[Opening Records supplied section]

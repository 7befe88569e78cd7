//! Wire shapes for the Monnify API. Response envelopes keep every field
//! optional so a malformed body surfaces as a provider error instead of a
//! deserialization panic.

use serde::{Deserialize, Serialize};

#[derive(Debug, Serialize)]
#[serde(rename_all = "camelCase")]
pub struct BvnMatchRequest<'a> {
    pub bvn: &'a str,
    pub name: &'a str,
    pub date_of_birth: &'a str,
    pub mobile_no: &'a str,
}

#[derive(Debug, Serialize)]
#[serde(rename_all = "camelCase")]
pub struct NinLookupRequest<'a> {
    pub nin: &'a str,
}

#[derive(Debug, Serialize)]
#[serde(rename_all = "camelCase")]
pub struct ReserveAccountRequest<'a> {
    pub account_reference: &'a str,
    pub account_name: &'a str,
    pub currency_code: &'a str,
    pub contract_code: &'a str,
    pub customer_email: &'a str,
    pub customer_name: &'a str,
    pub bvn: &'a str,
    // the provider expects the string "true", not a boolean
    pub get_all_available_banks: &'a str,
    pub preferred_banks: &'a [String],
}

#[derive(Debug, Deserialize)]
#[serde(rename_all = "camelCase")]
pub struct MonnifyLoginResponse {
    pub response_body: Option<LoginResponseBody>,
}

#[derive(Debug, Deserialize)]
#[serde(rename_all = "camelCase")]
pub struct LoginResponseBody {
    pub access_token: Option<String>,
}

#[derive(Debug, Deserialize)]
#[serde(rename_all = "camelCase")]
pub struct MonnifyMessageResponse {
    pub response_message: Option<String>,
}

#[derive(Debug, Deserialize)]
#[serde(rename_all = "camelCase")]
pub struct ReserveAccountResponse {
    pub response_body: Option<ReservedAccountBody>,
}

#[derive(Debug, Deserialize)]
#[serde(rename_all = "camelCase")]
pub struct ReservedAccountBody {
    pub reservation_reference: String,
    pub created_on: String,
    #[serde(default)]
    pub accounts: Vec<ProviderBankAccount>,
}

#[derive(Debug, Clone, Deserialize)]
#[serde(rename_all = "camelCase")]
pub struct ProviderBankAccount {
    pub account_number: String,
    pub bank_name: String,
    pub bank_code: String,
}

/// Fields extracted from a successful reservation, ready for persistence.
#[derive(Debug, Clone)]
pub struct ReservedAccount {
    pub reservation_reference: String,
    pub created_on: String,
    pub account_number: String,
    pub bank_name: String,
    pub bank_code: String,
}

/// Result of a document-match check. A rejection is a normal outcome the
/// caller inspects, not an error.
#[derive(Debug, Clone, PartialEq, Eq)]
pub enum VerificationOutcome {
    Verified,
    Rejected(String),
}

impl VerificationOutcome {
    pub fn is_verified(&self) -> bool {
        matches!(self, VerificationOutcome::Verified)
    }
}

[Closing Records supplied section]

**Task item**
Once you have read the records, write every one of them out again exactly.

**Answer section**
repository 7befe88569e78cd7
//! Wire shapes for the Monnify API. Response envelopes keep every field
//! optional so a malformed body surfaces as a provider error instead of a
//! deserialization panic.

use serde::{Deserialize, Serialize};

#[derive(Debug, Serialize)]
#[serde(rename_all = "camelCase")]
pub struct BvnMatchRequest<'a> {
    pub bvn: &'a str,
    pub name: &'a str,
    pub date_of_birth: &'a str,
    pub mobile_no: &'a str,
}

#[derive(Debug, Serialize)]
#[serde(rename_all = "camelCase")]
pub struct NinLookupRequest<'a> {
    pub nin: &'a str,
}

#[derive(Debug, Serialize)]
#[serde(rename_all = "camelCase")]
pub struct ReserveAccountRequest<'a> {
    pub account_reference: &'a str,
    pub account_name: &'a str,
    pub currency_code: &'a str,
    pub contract_code: &'a str,
    pub customer_email: &'a str,
    pub customer_name: &'a str,
    pub bvn: &'a str,
    // the provider expects the string "true", not a boolean
    pub get_all_available_banks: &'a str,
    pub preferred_banks: &'a [String],
}

#[derive(Debug, Deserialize)]
#[serde(rename_all = "camelCase")]
pub struct MonnifyLoginResponse {
    pub response_body: Option<LoginResponseBody>,
}

#[derive(Debug, Deserialize)]
#[serde(rename_all = "camelCase")]
pub struct LoginResponseBody {
    pub access_token: Option<String>,
}

#[derive(Debug, Deserialize)]
#[serde(rename_all = "camelCase")]
pub struct MonnifyMessageResponse {
    pub response_message: Option<String>,
}

#[derive(Debug, Deserialize)]
#[serde(rename_all = "camelCase")]
pub struct ReserveAccountResponse {
    pub response_body: Option<ReservedAccountBody>,
}

#[derive(Debug, Deserialize)]
#[serde(rename_all = "camelCase")]
pub struct ReservedAccountBody {
    pub reservation_reference: String,
    pub created_on: String,
    #[serde(default)]
    pub accounts: Vec<ProviderBankAccount>,
}

#[derive(Debug, Clone, Deserialize)]
#[serde(rename_all = "camelCase")]
pub struct ProviderBankAccount {
    pub account_number: String,
    pub bank_name: String,
    pub bank_code: String,
}

/// Fields extracted from a successful reservation, ready for persistence.
#[derive(Debug, Clone)]
pub struct ReservedAccount {
    pub reservation_reference: String,
    pub created_on: String,
    pub account_number: String,
    pub bank_name: String,
    pub bank_code: String,
}

/// Result of a document-match check. A rejection is a normal outcome the
/// caller inspects, not an error.
#[derive(Debug, Clone, PartialEq, Eq)]
pub enum VerificationOutcome {
    Verified,
    Rejected(String),
}

impl VerificationOutcome {
    pub fn is_verified(&self) -> bool {
        matches!(self, VerificationOutcome::Verified)
    }
}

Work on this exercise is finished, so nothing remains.